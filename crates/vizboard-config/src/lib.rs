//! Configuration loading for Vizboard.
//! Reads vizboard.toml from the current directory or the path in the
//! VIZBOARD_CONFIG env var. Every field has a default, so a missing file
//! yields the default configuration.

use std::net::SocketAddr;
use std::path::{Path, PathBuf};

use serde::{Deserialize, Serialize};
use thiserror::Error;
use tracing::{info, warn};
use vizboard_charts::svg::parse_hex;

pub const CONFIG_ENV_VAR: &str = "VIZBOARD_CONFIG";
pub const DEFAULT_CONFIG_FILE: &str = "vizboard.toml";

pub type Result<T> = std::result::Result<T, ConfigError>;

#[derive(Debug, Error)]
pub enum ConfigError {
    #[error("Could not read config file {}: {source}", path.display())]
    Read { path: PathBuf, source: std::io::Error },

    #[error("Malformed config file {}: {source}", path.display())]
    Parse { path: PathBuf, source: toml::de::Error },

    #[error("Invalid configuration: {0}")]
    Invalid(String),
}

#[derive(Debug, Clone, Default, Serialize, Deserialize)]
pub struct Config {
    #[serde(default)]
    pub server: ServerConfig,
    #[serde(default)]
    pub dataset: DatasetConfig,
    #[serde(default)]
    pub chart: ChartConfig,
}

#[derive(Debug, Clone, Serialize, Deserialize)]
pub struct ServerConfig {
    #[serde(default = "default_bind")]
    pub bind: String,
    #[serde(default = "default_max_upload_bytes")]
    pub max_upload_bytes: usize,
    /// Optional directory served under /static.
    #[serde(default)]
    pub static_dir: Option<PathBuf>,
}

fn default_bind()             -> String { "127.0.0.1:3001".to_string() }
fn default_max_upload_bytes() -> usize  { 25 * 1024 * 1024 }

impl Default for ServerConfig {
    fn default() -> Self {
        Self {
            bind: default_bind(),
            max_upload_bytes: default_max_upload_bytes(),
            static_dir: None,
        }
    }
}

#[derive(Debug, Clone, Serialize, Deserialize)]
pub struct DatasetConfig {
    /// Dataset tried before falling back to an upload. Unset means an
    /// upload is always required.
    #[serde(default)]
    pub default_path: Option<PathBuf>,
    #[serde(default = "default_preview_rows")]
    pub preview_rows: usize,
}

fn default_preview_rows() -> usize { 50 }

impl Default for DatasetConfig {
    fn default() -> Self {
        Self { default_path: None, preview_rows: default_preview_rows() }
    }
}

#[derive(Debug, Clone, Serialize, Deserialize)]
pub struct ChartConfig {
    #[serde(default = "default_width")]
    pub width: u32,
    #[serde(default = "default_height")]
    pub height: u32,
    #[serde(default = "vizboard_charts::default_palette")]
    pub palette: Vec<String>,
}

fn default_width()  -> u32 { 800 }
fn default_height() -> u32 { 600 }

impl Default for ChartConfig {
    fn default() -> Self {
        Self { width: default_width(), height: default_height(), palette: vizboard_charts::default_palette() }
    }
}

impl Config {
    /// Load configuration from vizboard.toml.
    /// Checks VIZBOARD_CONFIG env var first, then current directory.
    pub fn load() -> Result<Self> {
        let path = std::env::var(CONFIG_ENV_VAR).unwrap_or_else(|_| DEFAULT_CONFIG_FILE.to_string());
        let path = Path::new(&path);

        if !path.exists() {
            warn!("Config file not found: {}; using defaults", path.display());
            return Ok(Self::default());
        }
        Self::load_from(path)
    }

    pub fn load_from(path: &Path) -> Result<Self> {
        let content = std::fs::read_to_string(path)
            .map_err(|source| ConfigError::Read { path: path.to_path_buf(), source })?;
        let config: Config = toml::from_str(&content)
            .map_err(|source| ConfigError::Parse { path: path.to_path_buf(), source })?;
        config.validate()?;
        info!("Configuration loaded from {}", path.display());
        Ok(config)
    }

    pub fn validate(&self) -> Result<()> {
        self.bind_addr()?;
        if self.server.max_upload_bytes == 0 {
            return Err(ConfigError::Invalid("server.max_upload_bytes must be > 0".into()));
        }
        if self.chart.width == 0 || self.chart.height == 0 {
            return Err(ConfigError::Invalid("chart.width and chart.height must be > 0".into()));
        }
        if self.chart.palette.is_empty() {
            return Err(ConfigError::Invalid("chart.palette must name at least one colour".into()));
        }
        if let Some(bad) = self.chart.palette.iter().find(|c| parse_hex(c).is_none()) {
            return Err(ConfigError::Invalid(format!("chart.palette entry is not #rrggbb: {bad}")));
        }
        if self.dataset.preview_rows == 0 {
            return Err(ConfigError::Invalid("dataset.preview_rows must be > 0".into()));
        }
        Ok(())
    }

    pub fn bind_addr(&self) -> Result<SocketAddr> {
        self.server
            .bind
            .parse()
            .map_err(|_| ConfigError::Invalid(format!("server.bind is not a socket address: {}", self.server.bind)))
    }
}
::::
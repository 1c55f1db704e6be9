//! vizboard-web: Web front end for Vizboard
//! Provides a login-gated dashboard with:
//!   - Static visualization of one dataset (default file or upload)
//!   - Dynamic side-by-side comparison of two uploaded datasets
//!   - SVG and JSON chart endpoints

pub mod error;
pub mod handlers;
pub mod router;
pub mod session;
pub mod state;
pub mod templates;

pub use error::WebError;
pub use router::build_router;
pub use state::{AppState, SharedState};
::::
■ Work order
Please return all lines from the records that hold the word "info".

■ Answer box
use tracing::{info, warn};
        info!("Configuration loaded from {}", path.display());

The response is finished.